Task material:

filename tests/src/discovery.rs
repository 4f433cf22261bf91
mod integration;
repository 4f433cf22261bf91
//! Concurrent IPv4 host discovery.
//!
//! Probes every address of a range with the platform `ping`, then enriches
//! reachable hosts with a hostname, hardware address and vendor.

pub mod discovery;
pub mod scanner;
pub mod system;
pub mod vendors;

pub use discovery::{DiscoveryService, discover, scan};
use std::time::Duration;

use anyhow::Context;
use colored::*;
use tracing::{Instrument, info};

use crate::mprint;
use crate::terminal::{colors, format, print, spinner};
use hostmap_common::config::Config;
use hostmap_common::network::host::{HostRecord, ScanSummary};
use hostmap_common::network::interface;
use hostmap_common::network::range::AddressRange;
use hostmap_core::DiscoveryService;

pub async fn discover(target: Option<String>, cfg: &Config) -> anyhow::Result<()> {
    let range: String = match target {
        Some(target) => target,
        None => {
            let network = interface::detect_local_network().context("no target given and auto-detection failed")?;
            info!("Auto-detected local network {network}");
            network
        }
    };

    let addresses = AddressRange::parse(&range)
        .with_context(|| format!("cannot scan '{range}'"))?
        .expand();
    info!("Probing {} address(es) with {} worker(s)", addresses.len(), cfg.workers);

    let span = spinner::discovery_span(addresses.len());
    let service = DiscoveryService::system(cfg).with_progress(spinner::progress_callback(span.clone()));

    let summary = service
        .scan(addresses, cfg.timeout, cfg.workers)
        .instrument(span)
        .await
        .with_range(range.trim());
    // releases the last span handle so the bar clears before results print
    drop(service);

    discovery_ends(&summary, cfg);
    Ok(())
}

fn discovery_ends(summary: &ScanSummary, cfg: &Config) {
    let shown: Vec<&HostRecord> = summary
        .sorted_records()
        .into_iter()
        .filter(|record| record.is_reachable || cfg.show_offline)
        .collect();

    if summary.reachable_count == 0 && shown.is_empty() {
        no_hosts_found();
        print_summary(summary);
        return;
    }

    mprint!();
    print::header("Network Discovery");
    print_hosts(&shown);
    print_summary(summary);
}

fn no_hosts_found() {
    print::header("ZERO HOSTS DETECTED");
    print::no_results();
}

fn print_hosts(records: &[&HostRecord]) {
    for (idx, record) in records.iter().enumerate() {
        print_host_tree(record, idx);
        if idx + 1 != records.len() {
            mprint!();
        }
    }
}

fn print_host_tree(record: &HostRecord, idx: usize) {
    let hostname = record.hostname.as_deref().unwrap_or("No hostname");
    print::tree_head(idx, hostname);
    print::as_tree_one_level(format::record_to_details(record));
}

fn print_summary(summary: &ScanSummary) {
    let reachable: ColoredString = format!("{} of {}", summary.reachable_count, summary.total_count)
        .bold()
        .green();
    let elapsed: ColoredString = format_elapsed(summary.elapsed).bold().yellow();
    let output: ColoredString = format!("{reachable} hosts reachable in {elapsed}").color(colors::TEXT_DEFAULT);

    print::fat_separator();
    print::centerln(&output.to_string());
}

fn format_elapsed(elapsed: Duration) -> String {
    format!("{:.2}s", elapsed.as_secs_f64())
}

Work to be completed: Repeat every record, exactly as written.

Solution below:
filename tests/src/discovery.rs
repository 4f433cf22261bf91
mod integration;
repository 4f433cf22261bf91
//! Concurrent IPv4 host discovery.
//!
//! Probes every address of a range with the platform `ping`, then enriches
//! reachable hosts with a hostname, hardware address and vendor.

pub mod discovery;
pub mod scanner;
pub mod system;
pub mod vendors;

pub use discovery::{DiscoveryService, discover, scan};
use std::time::Duration;

use anyhow::Context;
use colored::*;
use tracing::{Instrument, info};

use crate::mprint;
use crate::terminal::{colors, format, print, spinner};
use hostmap_common::config::Config;
use hostmap_common::network::host::{HostRecord, ScanSummary};
use hostmap_common::network::interface;
use hostmap_common::network::range::AddressRange;
use hostmap_core::DiscoveryService;

pub async fn discover(target: Option<String>, cfg: &Config) -> anyhow::Result<()> {
    let range: String = match target {
        Some(target) => target,
        None => {
            let network = interface::detect_local_network().context("no target given and auto-detection failed")?;
            info!("Auto-detected local network {network}");
            network
        }
    };

    let addresses = AddressRange::parse(&range)
        .with_context(|| format!("cannot scan '{range}'"))?
        .expand();
    info!("Probing {} address(es) with {} worker(s)", addresses.len(), cfg.workers);

    let span = spinner::discovery_span(addresses.len());
    let service = DiscoveryService::system(cfg).with_progress(spinner::progress_callback(span.clone()));

    let summary = service
        .scan(addresses, cfg.timeout, cfg.workers)
        .instrument(span)
        .await
        .with_range(range.trim());
    // releases the last span handle so the bar clears before results print
    drop(service);

    discovery_ends(&summary, cfg);
    Ok(())
}

fn discovery_ends(summary: &ScanSummary, cfg: &Config) {
    let shown: Vec<&HostRecord> = summary
        .sorted_records()
        .into_iter()
        .filter(|record| record.is_reachable || cfg.show_offline)
        .collect();

    if summary.reachable_count == 0 && shown.is_empty() {
        no_hosts_found();
        print_summary(summary);
        return;
    }

    mprint!();
    print::header("Network Discovery");
    print_hosts(&shown);
    print_summary(summary);
}

fn no_hosts_found() {
    print::header("ZERO HOSTS DETECTED");
    print::no_results();
}

fn print_hosts(records: &[&HostRecord]) {
    for (idx, record) in records.iter().enumerate() {
        print_host_tree(record, idx);
        if idx + 1 != records.len() {
            mprint!();
        }
    }
}

fn print_host_tree(record: &HostRecord, idx: usize) {
    let hostname = record.hostname.as_deref().unwrap_or("No hostname");
    print::tree_head(idx, hostname);
    print::as_tree_one_level(format::record_to_details(record));
}

fn print_summary(summary: &ScanSummary) {
    let reachable: ColoredString = format!("{} of {}", summary.reachable_count, summary.total_count)
        .bold()
        .green();
    let elapsed: ColoredString = format_elapsed(summary.elapsed).bold().yellow();
    let output: ColoredString = format!("{reachable} hosts reachable in {elapsed}").color(colors::TEXT_DEFAULT);

    print::fat_separator();
    print::centerln(&output.to_string());
}

fn format_elapsed(elapsed: Duration) -> String {
    format!("{:.2}s", elapsed.as_secs_f64())
}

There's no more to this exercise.